## What to do
A single figure is the whole answer: the number of lines in the entries that contain "value".

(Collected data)
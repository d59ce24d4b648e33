//! Per-block approximate membership over `(locator, key, value)` composites
//! (spec.md §4.4). A thin wrapper so the rest of `block` doesn't depend
//! directly on the `bloomfilter` crate's API shape.

use bloomfilter::Bloom;

use super::BlockError;
use crate::value::Composite;

pub struct BloomFilter(Bloom<Vec<u8>>);

impl BloomFilter {
    /// Size the filter so saturation does not occur at `expected_items`
    /// (spec.md §4.4), targeting `fp_rate` false positives.
    pub fn new(expected_items: usize, fp_rate: f64) -> Result<Self, BlockError> {
        Bloom::new_for_fp_rate(expected_items.max(1), fp_rate)
            .map(Self)
            .map_err(|e| BlockError::Bloom(e.to_string()))
    }

    pub fn insert(&mut self, composite: &Composite) {
        self.0.set(&composite.as_bytes().to_vec());
    }

    /// `false` is definitive; `true` requires consulting the block itself
    /// (spec.md §4.4).
    pub fn might_contain(&self, composite: &Composite) -> bool {
        self.0.check(&composite.as_bytes().to_vec())
    }

    pub fn to_bytes(&self) -> Vec<u8> {
        self.0.as_slice().to_vec()
    }

    pub fn from_bytes(bytes: &[u8]) -> Result<Self, BlockError> {
        Bloom::from_slice(bytes)
            .map(Self)
            .map_err(|e| BlockError::Bloom(e.to_string()))
    }
}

## Solution below
2